Now I'm not asking for divine intervention. I don't need a Magnolia-style plague of frogs to descend. In fact, I think Hereafter was on the right track rooting the film in the mundane details of day-to-day life. All the better to show the amazement of the supernatural when it arrives. But Hereafter never manages to astound us. It falls back on a reductive, cliched view of death - white lights, glimpses of glowing ghostly figures, psychics holding your hand "to make a connection." It's Touched by an Angel dressed up in A-List Hollywood clothes.
So philosophy aside, how's the movie?
It's a pretty flat affair. Peter Morgan's gift for writing sharp dialogue and memorable characters appears to have abandoned him for this script. I didn't know going in that he was the writer and I never would have guessed that the man behind the quietly witty The Queen and hugely entertaining The Damned United was responsible for this. Despite a game cast none of the characters pop, and most of the dialogue is functional. I could have done without Damon declaring "This isn't a blessing. It's a curse!" once, let alone the three or so times he says it.
Not that the film is terrible by any stretch. I was never bored - Clint is too much of a pro for that. Although I think it's telling that all the film's best moments have nothing to do with the spiritual side of things. The life of the little boy living with his addict mom, covering for her with visiting social workers, is a wonderful self-contained short film. The scenes involving Damon tentatively starting up a flirtation with Bryce Dallas Howard in a cooking class are charming, and the near-death experience of the news woman is a stunner, one of the most riveting depictions of a natural disaster that I've seen in a movie. It's almost as if when the subject turned to the spiritual Eastwood and Morgan felt obligated to be somber and stone-faced. The life goes out of the film (so to speak) and we get lots of shots of Damon laying in the darkness staring at the ceiling.

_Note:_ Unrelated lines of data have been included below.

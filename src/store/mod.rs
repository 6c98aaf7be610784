//! Persistent policy store: record types and the SQLite implementation.
//!
//! Each aggregate (directory, allocations, policies, stays, audit,
//! transcode) gets a thin repository over the shared pool; lifecycle
//! transitions live on the record types themselves.

pub mod sqlite;

use std::net::IpAddr;
use std::path::PathBuf;

use chrono::{DateTime, Utc};
use ipnet::IpNet;
use serde::{Deserialize, Serialize};
use uuid::Uuid;

use crate::core::stay::Protocol;

pub use sqlite::SqliteStore;

/// The subject of accountability. Soft-deleted while referenced.
#[derive(Debug, Clone, Serialize, Deserialize)]
pub struct Person {
    /// Unique identifier.
    pub id: Uuid,
    /// Short unique login-style handle.
    pub handle: String,
    /// Human-readable name.
    pub display_name: String,
    /// Contact address.
    pub email: String,
    /// Soft-delete flag.
    pub active: bool,
}

/// A source address (or CIDR) tied to exactly one active person.
#[derive(Debug, Clone, Serialize, Deserialize)]
pub struct SourceIp {
    /// Unique identifier.
    pub id: Uuid,
    /// The owning person.
    pub person_id: Uuid,
    /// Host address or CIDR block.
    pub cidr: IpNet,
    /// Operator label ("office vpn", ...).
    pub label: String,
    /// Soft-delete flag.
    pub active: bool,
}

impl SourceIp {
    /// Whether this entry covers `ip`.
    #[must_use]
    pub fn covers(&self, ip: IpAddr) -> bool {
        self.cidr.contains(&ip)
    }
}

/// A real target host behind the gateway.
#[derive(Debug, Clone, Serialize, Deserialize)]
pub struct Backend {
    /// Unique identifier.
    pub id: Uuid,
    /// Unique operator-facing name.
    pub name: String,
    /// Host address (name or IP).
    pub address: String,
    /// Non-default service port; `None` uses the protocol default.
    pub port: Option<u16>,
    /// Whether SSH is offered.
    pub ssh_enabled: bool,
    /// Whether RDP is offered.
    pub rdp_enabled: bool,
    /// Soft-delete flag.
    pub active: bool,
}

impl Backend {
    /// Whether the backend offers the protocol.
    #[must_use]
    pub const fn supports(&self, protocol: Protocol) -> bool {
        match protocol {
            Protocol::Ssh => self.ssh_enabled,
            Protocol::Rdp => self.rdp_enabled,
        }
    }

    /// The `(host, port)` pair to dial for a protocol.
    #[must_use]
    pub fn target_for(&self, protocol: Protocol) -> (String, u16) {
        (
            self.address.clone(),
            self.port.unwrap_or_else(|| protocol.default_port()),
        )
    }
}

/// A proxy-IP → backend binding. The routing table is the set of
/// allocations with `released_at = NULL`; at most one per proxy IP.
#[derive(Debug, Clone, Serialize, Deserialize)]
pub struct Allocation {
    /// Row id.
    pub id: i64,
    /// The gateway-owned listening address.
    pub proxy_ip: IpAddr,
    /// The backend it routes to.
    pub backend_id: Uuid,
    /// When the binding was created.
    pub created_at: DateTime<Utc>,
    /// When it was released; active while `None`.
    pub released_at: Option<DateTime<Utc>>,
}

/// Which of the two group trees a graph operation targets.
#[derive(Debug, Clone, Copy, PartialEq, Eq)]
pub enum GroupKind {
    /// Groups of backends.
    Server,
    /// Groups of persons.
    User,
}

/// A node in one of the two group trees. Trees are cycle-free with
/// maximum depth 10, enforced at write time.
#[derive(Debug, Clone, Serialize, Deserialize)]
pub struct Group {
    /// Unique identifier.
    pub id: Uuid,
    /// Unique name within its tree.
    pub name: String,
    /// Parent node, `None` at a root.
    pub parent_id: Option<Uuid>,
}

/// What an audit row records.
#[derive(Debug, Clone, Copy, PartialEq, Eq, Serialize, Deserialize)]
#[serde(rename_all = "snake_case")]
pub enum AuditKind {
    /// An admission decision (admitted or denied).
    Admission,
    /// A stay reaching its end.
    StayClosed,
    /// A policy created or revoked.
    PolicyWrite,
    /// A proxy IP bound or released.
    AllocationChange,
}

impl std::fmt::Display for AuditKind {
    fn fmt(&self, f: &mut std::fmt::Formatter<'_>) -> std::fmt::Result {
        let s = match self {
            Self::Admission => "admission",
            Self::StayClosed => "stay_closed",
            Self::PolicyWrite => "policy_write",
            Self::AllocationChange => "allocation_change",
        };
        write!(f, "{s}")
    }
}

impl std::str::FromStr for AuditKind {
    type Err = anyhow::Error;

    fn from_str(s: &str) -> Result<Self, Self::Err> {
        match s {
            "admission" => Ok(Self::Admission),
            "stay_closed" => Ok(Self::StayClosed),
            "policy_write" => Ok(Self::PolicyWrite),
            "allocation_change" => Ok(Self::AllocationChange),
            _ => anyhow::bail!("unknown audit kind: {s}"),
        }
    }
}

/// An append-only audit row.
#[derive(Debug, Clone, Serialize, Deserialize)]
pub struct AuditRecord {
    /// Row id.
    pub id: i64,
    /// When the event happened.
    pub at: DateTime<Utc>,
    /// Person handle or operator identity, when known.
    pub actor: Option<String>,
    /// Event kind.
    pub kind: AuditKind,
    /// Source IP of the connection, for proxy events.
    pub source_ip: Option<IpAddr>,
    /// Backend involved, when resolved.
    pub backend_id: Option<Uuid>,
    /// Protocol involved, for proxy events.
    pub protocol: Option<Protocol>,
    /// Whether the event admitted access.
    pub admitted: bool,
    /// Deny reason, termination reason, or write verb.
    pub reason: String,
    /// Free-form context.
    pub detail: String,
}

/// A not-yet-persisted audit row.
#[derive(Debug, Clone, Serialize, Deserialize)]
pub struct NewAudit {
    /// Person handle or operator identity, when known.
    pub actor: Option<String>,
    /// Event kind.
    pub kind: AuditKind,
    /// Source IP of the connection, for proxy events.
    pub source_ip: Option<IpAddr>,
    /// Backend involved, when resolved.
    pub backend_id: Option<Uuid>,
    /// Protocol involved, for proxy events.
    pub protocol: Option<Protocol>,
    /// Whether the event admitted access.
    pub admitted: bool,
    /// Deny reason, termination reason, or write verb.
    pub reason: String,
    /// Free-form context.
    pub detail: String,
}

/// Filter for audit queries; unset fields match everything.
#[derive(Debug, Clone, Default)]
pub struct AuditQuery {
    /// Inclusive lower time bound.
    pub from: Option<DateTime<Utc>>,
    /// Exclusive upper time bound.
    pub to: Option<DateTime<Utc>>,
    /// Exact source IP.
    pub source_ip: Option<IpAddr>,
    /// Exact actor.
    pub actor: Option<String>,
    /// Exact backend.
    pub backend_id: Option<Uuid>,
}

/// Lifecycle of a transcode job.
#[derive(Debug, Clone, Copy, PartialEq, Eq, Serialize, Deserialize)]
#[serde(rename_all = "lowercase")]
pub enum JobStatus {
    /// Queued, waiting for a worker.
    Pending,
    /// Claimed by a worker.
    Running,
    /// Finished; `output_path` is set.
    Done,
    /// Aborted; `error` is set.
    Failed,
}

impl std::fmt::Display for JobStatus {
    fn fmt(&self, f: &mut std::fmt::Formatter<'_>) -> std::fmt::Result {
        let s = match self {
            Self::Pending => "pending",
            Self::Running => "running",
            Self::Done => "done",
            Self::Failed => "failed",
        };
        write!(f, "{s}")
    }
}

impl std::str::FromStr for JobStatus {
    type Err = anyhow::Error;

    fn from_str(s: &str) -> Result<Self, Self::Err> {
        match s {
            "pending" => Ok(Self::Pending),
            "running" => Ok(Self::Running),
            "done" => Ok(Self::Done),
            "failed" => Ok(Self::Failed),
            _ => anyhow::bail!("unknown job status: {s}"),
        }
    }
}

/// A queued `.replay → .mp4` request.
#[derive(Debug, Clone, Serialize, Deserialize)]
pub struct TranscodeJob {
    /// Row id, also the queue position tiebreaker.
    pub id: i64,
    /// The RDP stay whose replay is transcoded.
    pub stay_id: Uuid,
    /// Queue status.
    pub status: JobStatus,
    /// Nonzero jumps the FIFO; ties break by `created_at`.
    pub priority: i64,
    /// Frames done.
    pub progress: i64,
    /// Total frames, once known.
    pub total: i64,
    /// Estimated seconds remaining.
    pub eta_seconds: Option<i64>,
    /// Final MP4 location on success.
    pub output_path: Option<PathBuf>,
    /// Last error line on failure.
    pub error: Option<String>,
    /// Enqueue time.
    pub created_at: DateTime<Utc>,
    /// Claim time.
    pub started_at: Option<DateTime<Utc>>,
    /// Completion or failure time.
    pub finished_at: Option<DateTime<Utc>>,
}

I give a lot of credit to Eastwood for attempting this material. Here is a guy who willing to step out of his comfort zone and try something daring. But I wonder if Eastwood's instincts as a showman may have held the him back here. He is one of those directors, like Hitchcock, who is all about the audience first. The film can contain depth and meaning, but only after priority one, entertain the crowd, has been met. That hasn't kept him from exploring some complex ideas about good and evil in films like A Perfect World, Mystic River or Unforgiven. But those films were couched neatly in straight-forward narratives. With this more unconventionally structured story one gets the feeling that Eastwood and Morgan are letting the spiritual material be simplistic for fear of leaving the audience behind.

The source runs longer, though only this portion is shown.